There are three factors: the HDD itself, the HDD controller on your mobo, and the OS. Over a decade ago they went to using "LBA" for disk addressing. At that time they used 28-bit addressing for LBA, which allows for a maximum size to 138 Billion bytes (or, M$ Windows calls that 127 GB).
Around 2000 that system was upgraded to "48-bit LBA Support", which allows for HDD's up into the petabyte region! All three components of the system need to support 48-bit LBA for this to work. Whether or not your mobo's HDD controller has this should be available from your mobo manufacturer's website. Look for statements about "48-bit LBA" or HDD's over 127 GB. Just plain "LBA" or "Large hard drive" is not clear enough. WARNING: If you try to use an OS that allows larger drives when the HDD controller does not, you could corrupt your drive. Basically in some situations the OS may try to write to an area above 127 GB, but the controller will fail to pass on the full address, and the write operation will happen near the start of the drive, corrupting what's there.

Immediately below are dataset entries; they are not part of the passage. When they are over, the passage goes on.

use std::time::Duration;

use axum::http::{
    header::{CONNECTION, CONTENT_LENGTH, HOST, TRANSFER_ENCODING},
    HeaderMap, HeaderName, HeaderValue, StatusCode,
};
use futures::future::join_all;
use log::{debug, error};
use thiserror::Error;

use super::WebhookRequest;

/// Marks a request relayed by another instance, which must not be relayed again.
pub const FORWARDED_BY_HEADER: &str = "x-forwarded-by";
pub const FORWARDED_BY_VALUE: &str = "webhook-server";

pub const DEFAULT_FORWARD_TIMEOUT: Duration = Duration::from_secs(10);

#[derive(Error, Debug)]
pub enum ForwardError {
    #[error("Status code: {0}")]
    Status(StatusCode),
    #[error(transparent)]
    Transport(#[from] reqwest::Error),
}

#[derive(Debug)]
pub struct ForwardOutcome {
    pub peer: String,
    pub result: Result<(), ForwardError>,
}

/// Relays deliveries to peer instances.
#[derive(Debug, Clone)]
pub struct Forwarder {
    client: reqwest::Client,
    peers: Vec<String>,
    endpoint: String,
}

impl Forwarder {
    /// `peers` are `host:port` addresses; each call is bounded by `timeout`.
    pub fn new(
        peers: Vec<String>,
        endpoint: &str,
        timeout: Duration,
    ) -> Result<Self, reqwest::Error> {
        let client = reqwest::Client::builder()
            .timeout(timeout)
            .redirect(reqwest::redirect::Policy::none())
            .build()?;
        Ok(Self {
            client,
            peers,
            endpoint: endpoint.trim_start_matches('/').to_owned(),
        })
    }

    pub fn peers(&self) -> &[String] {
        &self.peers
    }

    pub fn is_forwarded(headers: &HeaderMap) -> bool {
        headers.contains_key(FORWARDED_BY_HEADER)
    }

    /// Sends the request to every peer at once and waits for all of them.
    /// A failing peer never affects the others.
    pub async fn broadcast(&self, request: &WebhookRequest) -> Vec<ForwardOutcome> {
        let headers = forwarded_headers(&request.headers);
        let calls = self
            .peers
            .iter()
            .map(|peer| self.forward(peer, request, headers.clone()));
        join_all(calls).await
    }

    async fn forward(
        &self,
        peer: &str,
        request: &WebhookRequest,
        headers: HeaderMap,
    ) -> ForwardOutcome {
        let url = format!("http://{}/{}", peer, self.endpoint);
        let result = self
            .client
            .request(request.method.clone(), &url)
            .headers(headers)
            .body(request.body.clone())
            .send()
            .await
            .map_err(ForwardError::from)
            .and_then(|response| {
                if response.status() == StatusCode::NO_CONTENT {
                    Ok(())
                } else {
                    Err(ForwardError::Status(response.status()))
                }
            });

        match &result {
            Ok(()) => debug!("Forwarded request to {}", peer),
            Err(error) => error!("Failed to forward request to {}: {}", peer, error),
        }

        ForwardOutcome {
            peer: peer.to_owned(),
            result,
        }
    }
}

/// Original headers without `Host` and connection-level framing, plus the
/// forwarding marker.
fn forwarded_headers(original: &HeaderMap) -> HeaderMap {
    let mut headers = original.clone();
    for name in [HOST, CONTENT_LENGTH, TRANSFER_ENCODING, CONNECTION] {
        headers.remove(name);
    }
    headers.insert(
        HeaderName::from_static(FORWARDED_BY_HEADER),
        HeaderValue::from_static(FORWARDED_BY_VALUE),
    );
    headers
}
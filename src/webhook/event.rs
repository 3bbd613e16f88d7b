use axum::http::{header::CONTENT_TYPE, HeaderMap};
use log::error;
use serde_json::Value;

use super::WebhookError;

pub const EVENT_HEADER: &str = "X-GitHub-Event";
pub const DELIVERY_HEADER: &str = "X-GitHub-Delivery";

const FORM_CONTENT_TYPE: &str = "application/x-www-form-urlencoded";
const FORM_PAYLOAD_FIELD: &str = "payload";

/// A delivery that passed authentication and carried a JSON payload.
#[derive(Debug, Clone, PartialEq)]
pub struct WebhookEvent {
    pub event_type: String,
    /// Only used to correlate log lines.
    pub delivery: String,
    pub payload: Value,
}

impl WebhookEvent {
    pub fn parse(headers: &HeaderMap, body: &[u8]) -> Result<Self, WebhookError> {
        let event_type = required_header(headers, EVENT_HEADER)?;
        let delivery = required_header(headers, DELIVERY_HEADER)?;

        let payload = if is_form(headers) {
            form_payload(body)
        } else {
            serde_json::from_slice(body).ok()
        };

        match payload {
            Some(payload) if !payload.is_null() => Ok(Self {
                event_type,
                delivery,
                payload,
            }),
            _ => {
                error!("Request body must contain json");
                Err(WebhookError::InvalidBody)
            }
        }
    }
}

pub(crate) fn header_str<'a>(headers: &'a HeaderMap, name: &str) -> Option<&'a str> {
    headers.get(name).and_then(|value| value.to_str().ok())
}

fn required_header(headers: &HeaderMap, name: &'static str) -> Result<String, WebhookError> {
    match header_str(headers, name) {
        Some(value) => Ok(value.to_owned()),
        None => {
            error!("Missing header {}", name);
            Err(WebhookError::MissingHeader(name))
        }
    }
}

fn is_form(headers: &HeaderMap) -> bool {
    header_str(headers, CONTENT_TYPE.as_str())
        .and_then(|content_type| content_type.split(';').next())
        .is_some_and(|essence| essence.trim().eq_ignore_ascii_case(FORM_CONTENT_TYPE))
}

fn form_payload(body: &[u8]) -> Option<Value> {
    let (_, payload) =
        url::form_urlencoded::parse(body).find(|(key, _)| key == FORM_PAYLOAD_FIELD)?;
    serde_json::from_str(&payload).ok()
}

As another clue, ALL SATA drive systems (controllers and HDD's) support 48-bit LBA - the new system was in place when SATA was introduced, and it was built into the SATA designs. So in your case if you are installing a SATA drive, for sure the HDD and its controller will be OK.
On the OS side, it also needs to support 48-bit LBA. Windows 2000 did not until a later Service Pack (I think 4, but I'm not sure). Win XP originally did not; it was added with SP1 and continued thereafter. If you don't have SP2 installed (or at very least SP1), download and install now.